377 posts, read 326,371 times
Reputation: 90
Quote:
Originally Posted by Toyman at Jewel Lake View Post
The actual quote per the OP is:
I quoted and am referencing the actual quote as presented in the OP. You are not adding anything new.

Quote:
The controversy was that the quoted statement is fundimentally wrong. It implies that the only reason profitable businesses are not hiring is they cannot get credit. Is this the your take as well?
There is no controversy from my point of view. The sentence attributed to the president does not imply that the ONLY reason profitable businesses are not hiring is b/c they can't get credit.

The statement plainly reads that if small businesses are in a position requiring a bank loan to expand capacity, they can do it with his loan program.

Quote:
The critical part of the quote is and perhaps that's what isn't emphasized and is the source of this debate.

Without that caviat, the statement ignores the basic factor of business, namely that without demand a company has no need to hire. The fact that a company makes a profit has no direct impact on if they hire, it's a secondary effect. The question is can they increase profit by hiring additional workers. Or, conversly, do they have more manpower than they actually need, and can they reduce costs (and increase profits) by cutting the workforce.
"Most small businesses right now, if they've got enough customers to make a profit and they can get the bank loans required to boost their payroll, boost their inventory and sell to those customers, they will do so."

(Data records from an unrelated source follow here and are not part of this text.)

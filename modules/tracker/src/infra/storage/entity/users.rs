use chrono::{DateTime, Utc};
use sea_orm::entity::prelude::*;
use uuid::Uuid;

#[derive(Clone, Debug, PartialEq, DeriveEntityModel)]
#[sea_orm(table_name = "users")]
pub struct Model {
    #[sea_orm(primary_key, auto_increment = false)]
    pub id: Uuid,
    #[sea_orm(unique)]
    pub username: String,
    pub email: String,
    pub password_hash: String,
    pub created_at: DateTime<Utc>,
}

#[derive(Copy, Clone, Debug, EnumIter, DeriveRelation)]
pub enum Relation {
    #[sea_orm(has_many = "super::projects::Entity")]
    OwnedProjects,
    #[sea_orm(has_many = "super::comments::Entity")]
    Comments,
    #[sea_orm(has_one = "super::profiles::Entity")]
    Profile,
}

impl Related<super::projects::Entity> for Entity {
    fn to() -> RelationDef {
        Relation::OwnedProjects.def()
    }
}

impl Related<super::comments::Entity> for Entity {
    fn to() -> RelationDef {
        Relation::Comments.def()
    }
}

impl Related<super::profiles::Entity> for Entity {
    fn to() -> RelationDef {
        Relation::Profile.def()
    }
}

impl ActiveModelBehavior for ActiveModel {}
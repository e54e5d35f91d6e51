use serde::{Deserialize, Serialize};

/// Token-signing configuration, loaded as the `auth` section of the server
/// config file.
#[derive(Debug, Clone, Serialize, Deserialize)]
#[serde(deny_unknown_fields)]
pub struct AuthnConfig {
    /// HS256 signing secret. Must be overridden in any real deployment.
    pub jwt_secret: String,
    /// Access token lifetime in seconds.
    #[serde(default = "default_access_ttl")]
    pub access_ttl_secs: u64,
    /// Refresh token lifetime in seconds.
    #[serde(default = "default_refresh_ttl")]
    pub refresh_ttl_secs: u64,
}

const fn default_access_ttl() -> u64 {
    3600
}

const fn default_refresh_ttl() -> u64 {
    7 * 86400
}

impl Default for AuthnConfig {
    fn default() -> Self {
        Self {
            jwt_secret: "insecure-dev-secret-change-me-please".to_string(),
            access_ttl_secs: default_access_ttl(),
            refresh_ttl_secs: default_refresh_ttl(),
        }
    }
}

Where in that sentence does the idea of increasing profit by hiring workers even remotely appear? I don't see it implied.

Quote:
I (and everyone else) has agreed that the availability of credit can expedite hiring at a time of increasing demand, and it's pretty obvious that everyone understands the concept of leveraged hiring. And I conceed that the statement was probably taken a bit out of context, or at least was poorly worded.

So, I guess, as you say, really no controversy.

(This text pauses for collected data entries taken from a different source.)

//! bcrypt credential hashing.

use crate::AuthnError;

/// Hash a plaintext password for storage.
pub fn hash_password(password: &str) -> Result<String, AuthnError> {
    bcrypt::hash(password, bcrypt::DEFAULT_COST).map_err(|e| AuthnError::Hashing(e.to_string()))
}

/// Verify a plaintext password against a stored hash.
///
/// A malformed stored hash counts as a failed verification rather than an
/// error; login must not reveal which part of the credential pair was wrong.
pub fn verify_password(password: &str, hash: &str) -> bool {
    bcrypt::verify(password, hash).unwrap_or(false)
}

#[cfg(test)]
mod tests {
    use super::*;

    #[test]
    fn hash_then_verify_roundtrip() {
        let hash = hash_password("hunter2-but-longer").expect("hash should succeed");
        assert!(verify_password("hunter2-but-longer", &hash));
        assert!(!verify_password("wrong-password", &hash));
    }

    #[test]
    fn garbage_hash_fails_verification() {
        assert!(!verify_password("anything", "not-a-bcrypt-hash"));
    }
}
// === PUBLIC CONTRACT ===
// Only the contract module is meant for other crates to consume.
pub mod contract;

pub use contract::{error, model};

// === INTERNAL MODULES ===
// Exposed for the server binary and for integration tests; the `contract`
// module is the stable surface.
#[doc(hidden)]
pub mod api;
#[doc(hidden)]
pub mod domain;
#[doc(hidden)]
pub mod infra;
use chrono::{DateTime, Utc};
use sea_orm::entity::prelude::*;
use uuid::Uuid;

#[derive(Clone, Debug, PartialEq, DeriveEntityModel)]
#[sea_orm(table_name = "projects")]
pub struct Model {
    #[sea_orm(primary_key, auto_increment = false)]
    pub id: Uuid,
    pub name: String,
    #[sea_orm(column_type = "Text")]
    pub description: String,
    pub owner_id: Uuid,
    pub created_at: DateTime<Utc>,
    pub updated_at: DateTime<Utc>,
    pub is_active: bool,
}

#[derive(Copy, Clone, Debug, EnumIter, DeriveRelation)]
pub enum Relation {
    #[sea_orm(
        belongs_to = "super::users::Entity",
        from = "Column::OwnerId",
        to = "super::users::Column::Id"
    )]
    Owner,
    #[sea_orm(has_many = "super::tasks::Entity")]
    Tasks,
    #[sea_orm(has_many = "super::project_members::Entity")]
    Memberships,
}

impl Related<super::users::Entity> for Entity {
    fn to() -> RelationDef {
        Relation::Owner.def()
    }
}

impl Related<super::tasks::Entity> for Entity {
    fn to() -> RelationDef {
        Relation::Tasks.def()
    }
}

impl Related<super::project_members::Entity> for Entity {
    fn to() -> RelationDef {
        Relation::Memberships.def()
    }
}

impl ActiveModelBehavior for ActiveModel {}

Do you conceed that without actual or an anticipated increase in demand that leveraged hiring (or any other kind) makes no sense? If not, could you explain why, I'm missing something?
From the beginning I've stated that I have no opinion on the wisdom of leveraged hiring. It can work where reasonable expectations of demand are justifiable. Of course demand plays a role. I don't see anyone denying that.


Quote:
We are one of those small companies (12 people). We have managed to make a (reduced) profit through this recession without layoffs. We seem to be seeing an uptic in business in the last couple of months, but will not go out and hire until this proves to be a lasting increase in sales, our strategy is to get by and not put ourselves at further risk until there is some proof that the recovery has "legs". We have a ways to go to get back to sales of 2007 levels. During this period we have put a lot of effort into improving processes so that we can meet an increase in production with existing manpower.
Best of luck with your business. I know it's an 18 hour a day job. That's one of the reasons I sold my interest in my business.